Ainsley picked up the latest stack of letters from the desk and began to flick through them. What Felicity said was absolutely true. As Madame Hera’s reputation spread, her post contained ever more intimate queries, and as things stood, Ainsley would be hard-pressed to answer some of them save in the vaguest of terms. She replaced the letters with a sigh. ‘No. Even if Innes was interested...’
‘You know perfectly well that he would be,’ Felicity interjected drily. ‘He’s a man, and, despite the fact that John McBrayne stripped you of every ounce of self-esteem, you’re an attractive woman. What else will you do to while away the dark nights in that godforsaken place?’
‘Regardless,’ Ainsley persisted, ‘it would be quite wrong of me to use Innes merely to acquire the experience that would allow Madame Hera to dispense better advice.’
‘Advice that would make such a difference to all these poor, tormented women,’ Felicity said, patting the pile of letters. ‘Wasn’t that exactly what you set out to do?’
‘Stop it.

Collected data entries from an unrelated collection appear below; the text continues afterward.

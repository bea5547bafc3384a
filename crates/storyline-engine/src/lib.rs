//! Storyline Engine — the event-track scheduler runtime.
//!
//! A [`scheduler::FlowScheduler`] owns one main track plus dynamically
//! created auxiliary tracks. Each track is a cooperative FIFO loop over
//! queued event instances: it dequeues the next eligible instance, checks
//! its precondition, executes it, and finalizes the outcome (history
//! recording, auto-chaining, pause requests, notifications). Events may run
//! in the background relative to their track and may block the remainder of
//! their source sequence while they do.

mod context;
mod instance;
mod services;
mod shared;
mod signal;
mod track;

pub mod scheduler;

pub use scheduler::FlowScheduler;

You cannot make me feel guilty enough to— Just stop it, Felicity. You know, sometimes I think you really are as ruthless an editor as you pretend.’
‘Trust me, I have to be, since I, too, am a mere woman. But we were talking about you, Ainsley. I agree, it would be wrong if you were only lying back and thinking of Scotland for the sake of Madame Hera and her clients. Though I hope you’ve more in mind than lying back and thinking of Scotland.’
‘Felicity!’
‘Fun and pleasure, my dear, require participation,’ her friend said with another of her mischievous smiles. ‘You see, now you are intrigued, and now you can admit it would not only be for Madame Hera, but yourself. Confess, you want him.’
‘Yes. No. I told you, it...’
‘Has no part in your arrangement. I heard you. Methinks you protest just a little too much.’
‘But do you approve?’ Ainsley said anxiously.
Felicity picked up her pencil again and began to twist it into her hair. ‘I approve of anything that will make you happy. When does the ceremony take place?’
‘The banns are being called on Sunday for the first time. The ceremony will be immediately after the last calling, in three weeks. Will you come, Felicity? I’d like to have you by my side.’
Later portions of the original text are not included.